A study of the pathophysiology in our previously reported case of gLucocorticoidresponsive hyperaldosteronism (Case E.H., 17 yrs old, female; JCEM, 28 : 1807, 1968), who were undergone a long-term successful treatment for 21 yrs of daily 0.5 mg dexamethasone (Dex), suggested again that the patient had 17 α -hydroxylase deficiency (17-OH-D) in the adrenal with minimum enzyme deficiency in the ovary. When Case E.H. was injected with zinc-ACTH for 3 days with daily 0.5 mg Dex administration, plasma levels of 17-deoxy-steroids were moderately or dramatically increased, but those of 17 a -hydroxy-steroids (17-OH-steroids) responded poorly or not at all. Plasma level of estraidol and urine estrogens were found to be normal in repeated measurements. Plasma basal levels of LH and FSH were normal, and their responses to LH-RH were high normal or slightly exaggerated. Her menstruation was almost regular, and the basal body temperature was at least biphasic with daily 0.5 mg Dex treatment. However, she did not become pregnant during the 17 yrs of her married life.
Then, we surveyed 31 Japanese cases of 17-OH-D with suppressed plasma renin activity (PRA) to ascertain whether similar patients to our case, 17-OH-D with suppressed PRA and with hyperaldosteronism, has been reported or not. In this survey work, 9 such cases were found to have high plasma aldosterone (Ald) concentration (PAC) (group I). The other 21 cases had normal or low normal PAC, and the one remaining case had low urine Ald (group II).
17-Deoxy-steroids such as corticosterone, 11-deoxycorticosterone and progesterone, which were elevated in this disorder, were added to control plasma, and PAC was measured with Dainabot' s “ALDOSTERONE-RIAKIT
®” used for the measurement of PAC in all group I patients. With the total of large amounts of 600 ng of these 17-deoxysteroids (200 ng for each), however, the incremental PAC value was much less than the lowest PAC value in patients of group I. PAC of one group I patient was measured directly by “ALDOSTERONE-RIAKIT
®” “and also by RIA after extraction and purification procedure using LH-20 column chromatography. The PAC values obtained by both methods were high and the same (285 pg/ml). In 5 out of 22 group II patients, PAC was also measured with the same RIA kit” ALDOSTERONE-RIAKIT
® mentioned above, and yet it was low or low normal.
Plasma cortisol (F) in group I was significantly lower than in group II (1.7 ± 1.1 μg/dl (8) vs. 3.6 ± 1.7 μg/d1 (21); mean ± SD (n)), and plasma F after single injection of zinc-ACTH in one group I patient tested seemed to remain at a lower level than that in group II patients.

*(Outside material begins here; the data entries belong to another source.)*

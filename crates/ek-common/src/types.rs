// SPDX-License-Identifier: Apache-2.0
// Copyright 2024-2026 Qbitel Inc.

//! Common types for endorsement provisioning

use core::fmt;

/// Component type tag stored in each certificate region record
#[derive(Debug, Clone, Copy, PartialEq, Eq, Hash)]
#[repr(u8)]
pub enum ComponentType {
    /// Endorsement primary seed
    Eps = 128,
    /// RSA-2048 endorsement certificate
    RsaCert = 129,
    /// NIST P-256 endorsement certificate
    P256Cert = 130,
}

impl ComponentType {
    /// Parse a raw type byte
    #[must_use]
    pub const fn from_u8(value: u8) -> Option<Self> {
        match value {
            128 => Some(Self::Eps),
            129 => Some(Self::RsaCert),
            130 => Some(Self::P256Cert),
            _ => None,
        }
    }

    /// Raw type byte
    #[must_use]
    pub const fn as_u8(self) -> u8 {
        self as u8
    }

    /// Whether this component carries an X.509 certificate
    #[must_use]
    pub const fn is_certificate(self) -> bool {
        matches!(self, Self::RsaCert | Self::P256Cert)
    }

    /// Offset from the first endorsement certificate NV index
    #[must_use]
    pub const fn nv_index_offset(self) -> Option<u32> {
        match self {
            Self::RsaCert => Some(0),
            Self::P256Cert => Some(1),
            Self::Eps => None,
        }
    }

    /// Short name for diagnostics
    #[must_use]
    pub const fn name(self) -> &'static str {
        match self {
            Self::Eps => "EPS",
            Self::RsaCert => "RSA",
            Self::P256Cert => "P256",
        }
    }
}

impl fmt::Display for ComponentType {
    fn fmt(&self, f: &mut fmt::Formatter<'_>) -> fmt::Result {
        write!(f, "{}({})", self.name(), self.as_u8())
    }
}

/// A fixed flash window: base address and size in bytes
#[derive(Debug, Clone, Copy, PartialEq, Eq)]
pub struct FlashRegion {
    /// Base address
    pub base: u32,
    /// Size in bytes
    pub size: u32,
}

impl FlashRegion {
    /// Create a region
    #[must_use]
    pub const fn new(base: u32, size: u32) -> Self {
        Self { base, size }
    }

    /// Exclusive end address, or `None` on overflow
    #[must_use]
    pub const fn end(&self) -> Option<u32> {
        self.base.checked_add(self.size)
    }

    /// Whether `offset..offset + len` lies inside the region
    #[must_use]
    pub const fn contains_range(&self, offset: u32, len: u32) -> bool {
        match offset.checked_add(len) {
            Some(end) => end <= self.size,
            None => false,
        }
    }
}

/// A flash window together with its current read-enable state
#[derive(Debug, Clone, Copy, PartialEq, Eq)]
pub struct RegionDescriptor {
    /// Mapped region
    pub region: FlashRegion,
    /// Whether reads are currently enabled
    pub read_enabled: bool,
}

impl RegionDescriptor {
    /// Describe a closed window
    #[must_use]
    pub const fn closed(region: FlashRegion) -> Self {
        Self {
            region,
            read_enabled: false,
        }
    }
}

#[cfg(test)]
mod tests {
    use super::*;

    #[test]
    fn test_component_type_roundtrip_codes() {
        assert_eq!(ComponentType::from_u8(129), Some(ComponentType::RsaCert));
        assert_eq!(ComponentType::from_u8(130), Some(ComponentType::P256Cert));
        assert_eq!(ComponentType::from_u8(128), Some(ComponentType::Eps));
        assert_eq!(ComponentType::from_u8(131), None);
        assert!(!ComponentType::Eps.is_certificate());
    }

    #[test]
    fn test_region_range_checks() {
        let r = FlashRegion::new(0x43800, 0x800);
        assert!(r.contains_range(0, 0x800));
        assert!(!r.contains_range(1, 0x800));
        assert!(!r.contains_range(u32::MAX, 2));
        assert_eq!(r.end(), Some(0x44000));
    }
}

In addition, basal PAC and plasma F in 28 cases negatively correlated (γ =-0.501, p<0.01). In patients of group I and in patients of group II with high normal basal PAC, PAC was further increased after ACTH and was suppressed by Dex. However, PAC in patients of group II with low normal basal PAC equivocally responded to ACTH and Dex. PAC in 2 group I cases examined did not respond to angiotensin- II or angiotensin-III infusion.

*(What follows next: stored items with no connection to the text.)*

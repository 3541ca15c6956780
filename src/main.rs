use chatfront::cli::Args;
use clap::Parser;
use dotenv::dotenv;
use std::error::Error;

#[tokio::main]
async fn main() -> Result<(), Box<dyn Error + Send + Sync>> {
    dotenv().ok();
    env_logger::Builder::from_env(env_logger::Env::default().default_filter_or("info")).init();
    let args = Args::parse();

    chatfront::run(args).await
}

The present results suggest that : 1) nine out of 31 patients in Japan with 17-OH-D with suppressed PRA have elevated PAC, and 2) Ald dynamics of 17-OH-D patients with high or high normal basal PAC behaves like those reported with Dex- suppressible hyperaldosteronism. A possible discrepancy of deficient 17 α -hydroxylase activities between the adrenal and gonadal glands was also suggested in 3 group II patients of 17-0H-D.
The pathophysiology of Ald secretion and the discrepancy of deficient enzyme activities in 17-OH-D patients were discussed.